In the following code, I import a csv file into Python's pandas library and display the first 5 rows, and query the 'shape' of the pandas dataframe.
import pandas as pd
data = pd.read_csv('my_file.csv')
data.head() #returns the first 5 rows of the dataframe
data.shape # displays the # of rows and # of columns of dataframe
Why is it that the head()
method requires empty parentheses after head
but shape
does not? Does it have to do with their types?
If I called head
without following it with the empty parentheses, I would not get the same result. Is it that head
is a method and shape
is just an attribute?
How could I generalize the answer to the above question to the rest of Python?
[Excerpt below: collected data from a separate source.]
use leaderboard::core::participant::Participant;
use leaderboard::core::poll_scheduler::{BatchOutcome, PollScheduler};
use leaderboard::core::snapshot::{CheckpointReading, Snapshot};
use leaderboard::interfaces::collaborators::{ParticipantRegistry, TimingFeed};
use leaderboard::post::ranked_view::RankedView;
use leaderboard::LeaderboardError;
use std::collections::HashMap;
use std::sync::atomic::{AtomicBool, AtomicUsize, Ordering};
use std::sync::{Arc, Barrier};
use std::time::Duration;

const LONG: Duration = Duration::from_secs(3600);
const WAIT: Duration = Duration::from_secs(5);

/// Registry serving fixed rosters per race, optionally failing on demand.
#[derive(Default)]
struct ScriptedRegistry {
    rosters: HashMap<String, Vec<Participant>>,
    failing: AtomicBool,
    calls: AtomicUsize,
}

impl ScriptedRegistry {
    fn with_race(mut self, race_id: &str, bibs: &[&str]) -> ScriptedRegistry {
        let roster = bibs
            .iter()
            .map(|bib| Participant::new(bib, Some(&format!("Runner {}", bib)), bib))
            .collect();
        self.rosters.insert(race_id.to_owned(), roster);
        self
    }
}

impl ParticipantRegistry for ScriptedRegistry {
    fn list_participants(&self, race_id: &str) -> anyhow::Result<Vec<Participant>> {
        self.calls.fetch_add(1, Ordering::SeqCst);
        if self.failing.load(Ordering::SeqCst) {
            anyhow::bail!("registry offline");
        }
        self.rosters
            .get(race_id)
            .cloned()
            .ok_or_else(|| anyhow::anyhow!("unknown race {}", race_id))
    }
}

/// Feed failing for bibs starting with "fail" and blocking bibs starting with "slow" until the
/// gate opens.
struct ScriptedFeed {
    entered: flume::Sender<String>,
    gate: flume::Receiver<()>,
}

impl TimingFeed for ScriptedFeed {
    fn fetch_snapshot(&self, participant: &Participant) -> anyhow::Result<Snapshot> {
        let bib = participant.bib_or_name.as_str();
        if bib.starts_with("slow") {
            let _ = self.entered.send(bib.to_owned());
            self.gate.recv_timeout(WAIT)?;
        }
        if bib.starts_with("fail") {
            anyhow::bail!("HTTP 503 for {}", bib);
        }
        Ok(Snapshot::new(vec![CheckpointReading::new("5km").with_net("00:25:00")]))
    }
}

struct Fixture {
    registry: Arc<ScriptedRegistry>,
    entered: flume::Receiver<String>,
    gate: flume::Sender<()>,
    scheduler: PollScheduler,
}

fn fixture(registry: ScriptedRegistry) -> Fixture {
    let (entered_tx, entered_rx) = flume::unbounded();
    let (gate_tx, gate_rx) = flume::unbounded();
    let registry = Arc::new(registry);
    let feed = Arc::new(ScriptedFeed {
        entered: entered_tx,
        gate: gate_rx,
    });
    let scheduler = PollScheduler::new(registry.clone(), feed);

    Fixture {
        registry,
        entered: entered_rx,
        gate: gate_tx,
        scheduler,
    }
}

fn published(outcome: Result<BatchOutcome, LeaderboardError>) -> Arc<RankedView> {
    match outcome {
        Ok(BatchOutcome::Published(view)) => view,
        other => panic!("expected a published view, got {:?}", other),
    }
}

#[test]
fn partial_feed_failures_still_publish_everyone() {
    let bibs = ["1", "fail-2", "3", "4", "5", "fail-6", "7", "8", "9", "10"];
    let mut f = fixture(ScriptedRegistry::default().with_race("seoul", &bibs));

    let view = published(f.scheduler.start("seoul", LONG).unwrap().join().unwrap());

    assert_eq!(view.participant_count(), 10);
    assert_eq!(view.error_count(), 2);
    let failed: Vec<&str> = view
        .rows()
        .filter(|(_, s)| s.snapshot.is_error())
        .map(|(_, s)| s.participant.bib_or_name.as_str())
        .collect();
    assert_eq!(failed.len(), 2);
    assert!(failed.contains(&"fail-2") && failed.contains(&"fail-6"));
    assert!(view
        .rows()
        .filter(|(_, s)| s.snapshot.is_error())
        .all(|(_, s)| s.snapshot.checkpoints.is_empty()));
    f.scheduler.stop();
}

#[test]
fn switching_race_discards_the_batch_in_flight() {
    let registry = ScriptedRegistry::default()
        .with_race("old", &["slow-1", "2"])
        .with_race("new", &["3", "4"]);
    let mut f = fixture(registry);
    let updates = f.scheduler.subscribe();

    let old_batch = f.scheduler.start("old", LONG).unwrap();
    assert_eq!(f.entered.recv_timeout(WAIT).unwrap(), "slow-1");

    let new_view = published(f.scheduler.switch_race("new").unwrap().join().unwrap());
    assert_eq!(new_view.race_id, "new");

    f.gate.send(()).unwrap();
    match old_batch.join().unwrap() {
        Ok(BatchOutcome::Stale { generation, current }) => assert!(generation < current),
        other => panic!("old batch should be stale, got {:?}", other),
    }

    assert_eq!(f.scheduler.published().unwrap().race_id, "new");
    let seen: Vec<String> = updates.try_iter().map(|v| v.race_id.clone()).collect();
    assert_eq!(seen, vec!["new".to_owned()]);
    f.scheduler.stop();
}

#[test]
fn stop_discards_the_batch_in_flight() {
    let mut f = fixture(ScriptedRegistry::default().with_race("seoul", &["slow-1"]));

    let batch = f.scheduler.start("seoul", LONG).unwrap();
    f.entered.recv_timeout(WAIT).unwrap();
    f.scheduler.stop();
    f.gate.send(()).unwrap();

    assert!(matches!(batch.join().unwrap(), Ok(BatchOutcome::Stale { .. })));
    assert!(f.scheduler.published().is_none());
}

#[test]
fn roster_failure_keeps_last_known_good_view() {
    let mut f = fixture(ScriptedRegistry::default().with_race("seoul", &["1", "2"]));
    let first = published(f.scheduler.start("seoul", LONG).unwrap().join().unwrap());

    f.registry.failing.store(true, Ordering::SeqCst);
    match f.scheduler.run_batch() {
        Err(LeaderboardError::RosterUnavailable { race_id, reason }) => {
            assert_eq!(race_id, "seoul");
            assert!(reason.contains("registry offline"));
        }
        other => panic!("expected roster failure, got {:?}", other),
    }
    assert!(Arc::ptr_eq(&f.scheduler.published().unwrap(), &first));

    f.registry.failing.store(false, Ordering::SeqCst);
    let second = published(f.scheduler.run_batch());
    assert!(!Arc::ptr_eq(&second, &first));
    assert_eq!(second.generation, first.generation);
    f.scheduler.stop();
}

#[test]
fn second_batch_of_same_generation_is_coalesced() {
    let mut f = fixture(ScriptedRegistry::default().with_race("seoul", &["slow-1"]));

    let running = f.scheduler.switch_race("seoul").unwrap();
    f.entered.recv_timeout(WAIT).unwrap();

    let generation = f.scheduler.generation();
    match f.scheduler.run_batch() {
        Ok(BatchOutcome::Coalesced { generation: g }) => assert_eq!(g, generation),
        other => panic!("expected coalesced tick, got {:?}", other),
    }

    f.gate.send(()).unwrap();
    published(running.join().unwrap());
}

#[test]
fn set_interval_rearms_without_extra_batch() {
    let mut f = fixture(ScriptedRegistry::default().with_race("seoul", &["1"]));
    let view = published(f.scheduler.start("seoul", LONG).unwrap().join().unwrap());
    assert_eq!(f.registry.calls.load(Ordering::SeqCst), 1);

    f.scheduler.set_interval(Duration::from_secs(1800)).unwrap();
    std::thread::sleep(Duration::from_millis(100));

    assert_eq!(f.scheduler.interval(), Duration::from_secs(1800));
    assert!(f.scheduler.is_running());
    assert_eq!(f.registry.calls.load(Ordering::SeqCst), 1);
    assert!(Arc::ptr_eq(&f.scheduler.published().unwrap(), &view));
    f.scheduler.stop();
}

#[test]
fn timer_keeps_publishing() {
    let mut f = fixture(ScriptedRegistry::default().with_race("seoul", &["1", "2"]));
    let updates = f.scheduler.subscribe();

    f.scheduler
        .start("seoul", Duration::from_millis(20))
        .unwrap()
        .join()
        .unwrap()
        .unwrap();

    for _ in 0..3 {
        let view = updates.recv_timeout(WAIT).unwrap();
        assert_eq!(view.race_id, "seoul");
        assert_eq!(view.participant_count(), 2);
    }
    f.scheduler.stop();
}

/// Registry whose second call panics, every other call returns one participant.
struct PanicOnSecondCall {
    calls: AtomicUsize,
}

impl ParticipantRegistry for PanicOnSecondCall {
    fn list_participants(&self, _race_id: &str) -> anyhow::Result<Vec<Participant>> {
        if self.calls.fetch_add(1, Ordering::SeqCst) == 1 {
            panic!("registry crashed");
        }
        Ok(vec![Participant::new("1", Some("Kim"), "1")])
    }
}

struct SteadyFeed;

impl TimingFeed for SteadyFeed {
    fn fetch_snapshot(&self, _participant: &Participant) -> anyhow::Result<Snapshot> {
        Ok(Snapshot::new(vec![CheckpointReading::new("5km")]))
    }
}

#[test]
fn timer_survives_a_panicking_registry() {
    let registry = Arc::new(PanicOnSecondCall {
        calls: AtomicUsize::new(0),
    });
    let mut scheduler = PollScheduler::new(registry.clone(), Arc::new(SteadyFeed));
    let updates = scheduler.subscribe();

    let _first_batch = scheduler.start("seoul", Duration::from_millis(20)).unwrap();

    // one of the first two registry calls panics, the timer must keep publishing after it
    for _ in 0..2 {
        let view = updates.recv_timeout(WAIT).unwrap();
        assert_eq!(view.participant_count(), 1);
    }
    assert!(registry.calls.load(Ordering::SeqCst) >= 3);
    assert!(scheduler.is_running());
    scheduler.stop();
}

struct BarrierFeed(Barrier);

impl TimingFeed for BarrierFeed {
    fn fetch_snapshot(&self, _participant: &Participant) -> anyhow::Result<Snapshot> {
        // only returns once every fetch of the batch is running at the same time
        self.0.wait();
        Ok(Snapshot::default())
    }
}

#[test]
fn fetches_of_one_batch_run_concurrently() {
    let bibs: Vec<String> = (0..8).map(|i| i.to_string()).collect();
    let bib_refs: Vec<&str> = bibs.iter().map(String::as_str).collect();
    let registry = Arc::new(ScriptedRegistry::default().with_race("seoul", &bib_refs));
    let mut scheduler = PollScheduler::new(registry, Arc::new(BarrierFeed(Barrier::new(8))));

    let view = published(scheduler.start("seoul", LONG).unwrap().join().unwrap());
    assert_eq!(view.participant_count(), 8);
    scheduler.stop();
}
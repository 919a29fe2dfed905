use crate::core::participant::Standing;
use crate::core::prediction_view::finish_net_pred;
use crate::error::LeaderboardError;
use crate::post::ranked_view::RankedView;
use helpers::general::non_empty;
use std::io;
use std::path::Path;

const MISSING: &str = "-";

/// row_cells builds the export row of one participant: category, alias, bib, one cell per
/// timing point and a closing FINISH cell, or a single "no data" cell without timing points.
pub fn row_cells(category: &str, standing: &Standing) -> Vec<String> {
    let participant = &standing.participant;
    let snapshot = &standing.snapshot;

    let mut cells = vec![
        category.to_owned(),
        non_empty(participant.alias.as_deref()).unwrap_or_else(|| MISSING.to_owned()),
        non_empty(Some(participant.bib_or_name.as_str())).unwrap_or_else(|| MISSING.to_owned()),
    ];

    if snapshot.checkpoints.is_empty() {
        cells.push("no data".to_owned());
        return cells;
    }

    for cp in snapshot.checkpoints.iter() {
        let time = cp.display_time().unwrap_or_else(|| MISSING.to_owned());
        cells.push(format!("{} {}", cp.point_label, time));
    }
    let finish = non_empty(finish_net_pred(snapshot)).unwrap_or_else(|| MISSING.to_owned());
    cells.push(format!("FINISH {}", finish));

    cells
}

/// write_csv writes one row per participant in leaderboard order. Every cell is quoted,
/// records end with CRLF.
pub fn write_csv<W: io::Write>(view: &RankedView, out: W) -> Result<W, LeaderboardError> {
    let mut writer = csv::WriterBuilder::new()
        .has_headers(false)
        .flexible(true)
        .quote_style(csv::QuoteStyle::Always)
        .terminator(csv::Terminator::CRLF)
        .from_writer(out);

    for (category, standing) in view.rows() {
        writer.write_record(row_cells(category, standing))?;
    }

    writer
        .into_inner()
        .map_err(|e| LeaderboardError::Io(e.into_error()))
}

pub fn to_csv_bytes(view: &RankedView) -> Result<Vec<u8>, LeaderboardError> {
    write_csv(view, Vec::new())
}

/// write_csv_to_file exports the view to the given path and returns the path written to.
pub fn write_csv_to_file(view: &RankedView, path: &Path) -> anyhow::Result<String> {
    if let Some(dir) = path.parent().filter(|d| !d.as_os_str().is_empty()) {
        std::fs::create_dir_all(dir)?;
    }
    let file = std::fs::OpenOptions::new()
        .create(true)
        .truncate(true)
        .write(true)
        .open(path)?;
    let mut file = write_csv(view, file)?;
    io::Write::flush(&mut file)?;

    Ok(path.to_string_lossy().into_owned())
}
I am trying to learn not just about pandas here but Python in general. For example, a sentence such as "When _____ is the case, one must include empty parentheses if no arguments will be provided, but for other attributes one does not have to?
The reason that head is a method and not a attribute is most likely has to do with performance. In case head would be an attribute it would mean that every time you wrangle a dataframe, pandas would have to precompute the slice of data and store it in the head attribute, which would be waste of resources. The same goes for the other methods with empty parenthesis.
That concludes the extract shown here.